The phageome of patients with ulcerative colitis treated with donor fecal microbiota reveals a novel determinant of efficacy (#70)

Marwan E Majzoub 1 , Sudarshan Paramsothy 2 , Craig Haifer 3 , Rohit Parthasarathy 1 , Thomas J Borody 4 , Rupert W Leong 2 , Michael A Kamm 5 , Nadeem O Kaakoush 1
  1. School of Biomedical Sciences, Faculty of Medicine and Health, UNSW , University of New South Wales, Sydney, NSW, Australia
  2. Concord Clinical School, University of Sydney, Sydney, NSW, Australia
  3. School of Clinical Medicine, University of New South Wales, Sydney, NSW, Australia
  4. Centre for Digestive Diseases, Sydney, NSW, Australia
  5. Department of Gastroenterology, St Vincent's Hospital, Sydney, NSW, Australia

Bacteriophages are influential within the human gut microbiota, yet they remain understudied relative to bacteria.

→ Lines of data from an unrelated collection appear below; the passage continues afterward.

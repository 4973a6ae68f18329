//! Polygon offsetting (insetting shells, growing skirts) via `geo-buf`.
//!
//! Positive distances grow the region, negative distances shrink it.
//! Corners stay sharp (no arc insertion), which is what extruded shell
//! centerlines want. A shrink that consumes the whole region yields an
//! empty set, which callers treat as "nothing left to print".

use geo_buf::buffer_multi_polygon;

use crate::float_types::Real;
use crate::geom2d::{PathSet, boolean};

/// Offset every region in `paths` by `delta` fixed-point units.
pub fn offset(paths: &PathSet, delta: i64) -> PathSet {
    if paths.is_empty() {
        return PathSet::new();
    }

    let mp = boolean::to_multipolygon(paths);
    if mp.0.is_empty() {
        return PathSet::new();
    }

    let buffered = buffer_multi_polygon(&mp, delta as Real);
    boolean::from_multipolygon(&buffered)
}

This is a limitation of studies on fecal microbiota transplantation (FMT) where bacteriophages likely influence outcome. Here, using metagenomics, we profiled bacteriophage populations - the phageome - in of patients and donors recruited to two independent randomized clinical trials of FMT in ulcerative colitis using shotgun metagenomics using MetaPhage. Through assessment of patients and donors at different timepoints in the trials, we were able to study bacteriophage populations in clinically validated healthy individuals and contrast this with active disease, showing temporal stability in health, dysbiosis in active disease, modulation by antibiotic treatment and by FMT. We identified a donor bacteriophage consistently associated with disease remission, which on genomic analysis was found integrated in a bacterium classified to Oscillospiraceae, previously isolated from a centenarian and predicted to produce vitamin B complex except B12. Our study provides an in-depth assessment of bacteriophage populations during different states and suggests that bacteriophage tracking has utility in identifying determinants of disease activity and resolution.